Authors: A E Ades, Elizabeth B Brickley, Neal Alexander, David Brown, Thomas Jaenisch, Demócrito de Barros Miranda-Filho, Moritz Pohl, Kerstin D Rosenberger, Antoni Soriano-Arandes , Claire Thorne et al.
Published in: BMJ Journals
Introduction Zika virus (ZIKV) infection in pregnancy has been associated with microcephaly and severe neurological damage to the fetus. Our aim is to document the risks of adverse pregnancy and birth outcomes and the prevalence of laboratory markers of congenital infection in deliveries to women experiencing ZIKV infection during pregnancy, using data from European Commission-funded prospective cohort studies in 20 centres in 11 countries across Latin America and the Caribbean.
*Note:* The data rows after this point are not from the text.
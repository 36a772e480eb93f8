//! Type definitions for exported rows and cells

use std::fmt;
use std::str::FromStr;

use crate::error::{ExcelError, Result};

/// Maximum number of data rows a single physical sheet may hold (.xlsx limit)
pub const SHEET_MAX_ROWS: u32 = 1 << 20;

/// Maximum number of columns a sheet may address (XFD)
pub const SHEET_MAX_COLUMNS: u32 = 16_384;

/// Cell style presets registered by the bundled workbook backend
#[derive(Debug, Clone, Copy, PartialEq, Eq, Hash)]
#[cfg_attr(feature = "serde", derive(serde::Serialize, serde::Deserialize))]
pub enum CellStyle {
    /// Default style - no formatting
    Default = 0,
    /// Bold text for headers
    HeaderBold = 1,
    /// Integer format with thousand separator (#,##0)
    NumberInteger = 2,
    /// Decimal format with 2 places (#,##0.00)
    NumberDecimal = 3,
    /// Currency format ($#,##0.00)
    NumberCurrency = 4,
    /// Percentage format (0.00%)
    NumberPercentage = 5,
    /// Date format (MM/DD/YYYY)
    DateDefault = 6,
    /// DateTime format (MM/DD/YYYY HH:MM:SS)
    DateTimestamp = 7,
    /// Bold text for emphasis
    TextBold = 8,
    /// Italic text for notes
    TextItalic = 9,
    /// Yellow background highlight
    HighlightYellow = 10,
    /// Green background highlight
    HighlightGreen = 11,
    /// Red background highlight
    HighlightRed = 12,
    /// Thin borders on all sides
    BorderThin = 13,
}

impl CellStyle {
    /// Highest style id in the preset table
    pub const MAX_ID: u32 = CellStyle::BorderThin as u32;

    /// Get the style id used by the workbook
    pub fn index(&self) -> u32 {
        *self as u32
    }
}

impl From<CellStyle> for u32 {
    fn from(style: CellStyle) -> Self {
        style.index()
    }
}

/// A primitive cell value
#[derive(Debug, Clone, PartialEq, Default)]
#[cfg_attr(feature = "serde", derive(serde::Serialize, serde::Deserialize))]
pub enum CellValue {
    /// Empty cell
    #[default]
    Empty,
    /// String value
    String(String),
    /// Integer value
    Int(i64),
    /// Float value
    Float(f64),
    /// Boolean value
    Bool(bool),
    /// DateTime value (Excel serial date number)
    DateTime(f64),
    /// Error value such as `#N/A`
    Error(String),
}

impl CellValue {
    /// Convert cell value to string
    pub fn as_string(&self) -> String {
        match self {
            CellValue::Empty => String::new(),
            CellValue::String(s) => s.clone(),
            CellValue::Int(i) => i.to_string(),
            CellValue::Float(f) => f.to_string(),
            CellValue::Bool(b) => b.to_string(),
            CellValue::DateTime(d) => d.to_string(),
            CellValue::Error(e) => e.clone(),
        }
    }

    /// Check if cell is empty
    pub fn is_empty(&self) -> bool {
        matches!(self, CellValue::Empty)
    }
}

impl fmt::Display for CellValue {
    fn fmt(&self, f: &mut fmt::Formatter<'_>) -> fmt::Result {
        write!(f, "{}", self.as_string())
    }
}

impl From<&str> for CellValue {
    fn from(s: &str) -> Self {
        CellValue::String(s.to_string())
    }
}

impl From<String> for CellValue {
    fn from(s: String) -> Self {
        CellValue::String(s)
    }
}

impl From<i64> for CellValue {
    fn from(i: i64) -> Self {
        CellValue::Int(i)
    }
}

impl From<i32> for CellValue {
    fn from(i: i32) -> Self {
        CellValue::Int(i as i64)
    }
}

impl From<f64> for CellValue {
    fn from(f: f64) -> Self {
        CellValue::Float(f)
    }
}

impl From<bool> for CellValue {
    fn from(b: bool) -> Self {
        CellValue::Bool(b)
    }
}

/// A single cell of an exported row
///
/// A non-empty formula takes precedence over the literal value when the
/// workbook is displayed; the value then only serves as the cached result.
#[derive(Debug, Clone, PartialEq, Default)]
pub struct Cell {
    /// Literal value
    pub value: CellValue,
    /// Style id; `0` means no explicit style
    pub style_id: u32,
    /// Optional formula, e.g. `SUM(A1:A10)`
    pub formula: Option<String>,
}

impl Cell {
    /// Create an unstyled cell
    pub fn new(value: impl Into<CellValue>) -> Self {
        Cell {
            value: value.into(),
            style_id: 0,
            formula: None,
        }
    }

    /// Create a cell with one of the preset styles
    pub fn styled(value: impl Into<CellValue>, style: CellStyle) -> Self {
        Cell {
            value: value.into(),
            style_id: style.index(),
            formula: None,
        }
    }

    /// Create a formula cell without a cached value
    pub fn formula(formula: impl Into<String>) -> Self {
        Cell {
            value: CellValue::Empty,
            style_id: 0,
            formula: Some(formula.into()),
        }
    }

    /// Set an explicit style id
    pub fn with_style(mut self, style_id: u32) -> Self {
        self.style_id = style_id;
        self
    }

    /// Style id to apply, if any
    pub fn style(&self) -> Option<u32> {
        (self.style_id > 0).then_some(self.style_id)
    }

    /// Formula to apply, if any (empty formulas are ignored)
    pub fn formula_text(&self) -> Option<&str> {
        self.formula.as_deref().filter(|f| !f.is_empty())
    }
}

macro_rules! cell_from {
    ($($ty:ty),*) => {
        $(
            impl From<$ty> for Cell {
                fn from(value: $ty) -> Self {
                    Cell::new(value)
                }
            }
        )*
    };
}

cell_from!(CellValue, &str, String, i64, i32, f64, bool);

/// A 1-based cell coordinate
#[derive(Debug, Clone, Copy, PartialEq, Eq, Hash, PartialOrd, Ord)]
#[cfg_attr(feature = "serde", derive(serde::Serialize, serde::Deserialize))]
pub struct CellRef {
    /// Column number (1 = A)
    pub col: u32,
    /// Row number (1-based)
    pub row: u32,
}

impl CellRef {
    /// Create a cell reference from 1-based column and row numbers
    pub fn new(col: u32, row: u32) -> Result<Self> {
        if col == 0 || col > SHEET_MAX_COLUMNS || row == 0 || row > SHEET_MAX_ROWS {
            return Err(ExcelError::InvalidCell(format!("column {} row {}", col, row)));
        }
        Ok(CellRef { col, row })
    }

    /// Append the column letters of `col` to `buffer` (1 -> A, 27 -> AA)
    pub fn push_column_letter(buffer: &mut Vec<u8>, mut col: u32) {
        let mut tmp = [0u8; 4];
        let mut len = 0;
        while col > 0 {
            let rem = (col - 1) % 26;
            tmp[len] = b'A' + rem as u8;
            len += 1;
            col = (col - 1) / 26;
        }
        buffer.extend(tmp[..len].iter().rev());
    }

    /// Convert column number to Excel letters
    pub fn column_name(col: u32) -> String {
        let mut buffer = Vec::with_capacity(3);
        Self::push_column_letter(&mut buffer, col);
        String::from_utf8_lossy(&buffer).into_owned()
    }
}

impl fmt::Display for CellRef {
    fn fmt(&self, f: &mut fmt::Formatter<'_>) -> fmt::Result {
        write!(f, "{}{}", Self::column_name(self.col), self.row)
    }
}

impl FromStr for CellRef {
    type Err = ExcelError;

    fn from_str(s: &str) -> Result<Self> {
        let invalid = || ExcelError::InvalidCell(s.to_string());
        let split = s
            .find(|c: char| c.is_ascii_digit())
            .ok_or_else(invalid)?;
        let (letters, digits) = s.split_at(split);
        if letters.is_empty() || letters.len() > 3 {
            return Err(invalid());
        }

        let mut col: u32 = 0;
        for c in letters.chars() {
            if !c.is_ascii_alphabetic() {
                return Err(invalid());
            }
            col = col * 26 + (c.to_ascii_uppercase() as u32 - 'A' as u32 + 1);
        }
        let row: u32 = digits.parse().map_err(|_| invalid())?;

        CellRef::new(col, row).map_err(|_| invalid())
    }
}

/// A rectangular merge instruction for the sheet being written
#[derive(Debug, Clone, Copy, PartialEq, Eq, Hash)]
#[cfg_attr(feature = "serde", derive(serde::Serialize, serde::Deserialize))]
pub struct MergeRange {
    pub top_left: CellRef,
    pub bottom_right: CellRef,
}

impl MergeRange {
    /// Create a merge range; corners are normalized
    pub fn new(a: CellRef, b: CellRef) -> Self {
        MergeRange {
            top_left: CellRef {
                col: a.col.min(b.col),
                row: a.row.min(b.row),
            },
            bottom_right: CellRef {
                col: a.col.max(b.col),
                row: a.row.max(b.row),
            },
        }
    }

    /// Parse a merge range from two A1 references
    pub fn parse(top_left: &str, bottom_right: &str) -> Result<Self> {
        Ok(MergeRange::new(top_left.parse()?, bottom_right.parse()?))
    }
}

impl fmt::Display for MergeRange {
    fn fmt(&self, f: &mut fmt::Formatter<'_>) -> fmt::Result {
        write!(f, "{}:{}", self.top_left, self.bottom_right)
    }
}

/// Row-level options applied by forward-only stream writers
#[derive(Debug, Clone, PartialEq, Default)]
#[cfg_attr(feature = "serde", derive(serde::Serialize, serde::Deserialize))]
pub struct RowOptions {
    /// Custom row height in points
    pub height: Option<f64>,
    /// Hide the row
    pub hidden: bool,
    /// Default style id for the row; `0` means none
    pub style_id: u32,
    /// Outline (grouping) level, 0..=7
    pub outline_level: u8,
}

impl RowOptions {
    /// True when no option deviates from the defaults
    pub fn is_default(&self) -> bool {
        *self == RowOptions::default()
    }
}

/// One row of exported data
#[derive(Debug, Clone, PartialEq, Default)]
pub struct Row {
    /// Cells mapped to consecutive columns starting at column 1
    pub cells: Vec<Cell>,
    /// Merges to apply once the row is written
    pub merges: Vec<MergeRange>,
    /// Row options (streaming writers only)
    pub options: RowOptions,
}

impl Row {
    /// Create a row from anything convertible into cells
    pub fn new<I, C>(cells: I) -> Self
    where
        I: IntoIterator<Item = C>,
        C: Into<Cell>,
    {
        Row {
            cells: cells.into_iter().map(Into::into).collect(),
            merges: Vec::new(),
            options: RowOptions::default(),
        }
    }

    /// Add a merge instruction
    pub fn with_merge(mut self, range: MergeRange) -> Self {
        self.merges.push(range);
        self
    }

    /// Replace the row options
    pub fn with_options(mut self, options: RowOptions) -> Self {
        self.options = options;
        self
    }

    /// Get number of cells
    pub fn len(&self) -> usize {
        self.cells.len()
    }

    /// Check whether the row has zero cells (it is still a row)
    pub fn is_empty(&self) -> bool {
        self.cells.is_empty()
    }
}

/// Result of pulling from a row source
#[derive(Debug, Clone, PartialEq)]
pub enum Pulled {
    /// Another row to write
    Row(Row),
    /// No further rows for this logical sheet
    EndOfData,
}

impl From<Row> for Pulled {
    fn from(row: Row) -> Self {
        Pulled::Row(row)
    }
}

impl From<Option<Row>> for Pulled {
    fn from(row: Option<Row>) -> Self {
        row.map_or(Pulled::EndOfData, Pulled::Row)
    }
}

#[cfg(test)]
mod tests {
    use super::*;

    #[test]
    fn test_cell_reference() {
        assert_eq!(CellRef::new(1, 1).unwrap().to_string(), "A1");
        assert_eq!(CellRef::new(26, 1).unwrap().to_string(), "Z1");
        assert_eq!(CellRef::new(27, 1).unwrap().to_string(), "AA1");
        assert_eq!(CellRef::new(16_384, 100).unwrap().to_string(), "XFD100");
    }

    #[test]
    fn test_parse_cell_reference() {
        let cell: CellRef = "AB12".parse().unwrap();
        assert_eq!(cell, CellRef { col: 28, row: 12 });
        assert_eq!("c3".parse::<CellRef>().unwrap().to_string(), "C3");

        assert!("12".parse::<CellRef>().is_err());
        assert!("A0".parse::<CellRef>().is_err());
        assert!("A".parse::<CellRef>().is_err());
        assert!("XFE1".parse::<CellRef>().is_err());
        assert!("A1B".parse::<CellRef>().is_err());
    }

    #[test]
    fn test_merge_range_normalized() {
        let range = MergeRange::parse("C3", "A1").unwrap();
        assert_eq!(range.to_string(), "A1:C3");
    }

    #[test]
    fn test_cell_style_and_formula_rules() {
        let cell = Cell::new(5);
        assert_eq!(cell.style(), None);
        assert_eq!(cell.formula_text(), None);

        let cell = Cell::styled("Total", CellStyle::HeaderBold);
        assert_eq!(cell.style(), Some(1));

        let mut cell = Cell::formula("");
        assert_eq!(cell.formula_text(), None);
        cell.formula = Some("SUM(A1:A3)".to_string());
        assert_eq!(cell.formula_text(), Some("SUM(A1:A3)"));
    }

    #[test]
    fn test_empty_row_is_not_end_of_data() {
        let row = Row::new(Vec::<Cell>::new());
        assert!(row.is_empty());
        assert_eq!(Pulled::from(row.clone()), Pulled::Row(row));
        assert_eq!(Pulled::from(None), Pulled::EndOfData);
    }
}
Methods and analysis We will carry out a centre-by- centre analysis of the risks of adverse pregnancy and birth outcomes, comparing women with confirmed and suspected ZIKV infection in pregnancy to those with no evidence of infection in pregnancy. We will document the proportion of deliveries in which laboratory markers of congenital infection were present. Finally, we will investigate the associations of trimester of maternal infection in pregnancy, presence or absence of maternal symptoms of acute ZIKV infection and previous flavivirus infections with adverse outcomes and with markers of congenital infection. Centre-specific estimates will be pooled using a two-stage approach.
Ethics and dissemination Ethical approval was obtained at each centre. Findings will be presented at international conferences and published in peer-reviewed open access journals and discussed with local public health officials and representatives of the national Ministries of Health, Pan American Health Organization and WHO involved with ZIKV prevention and control activities.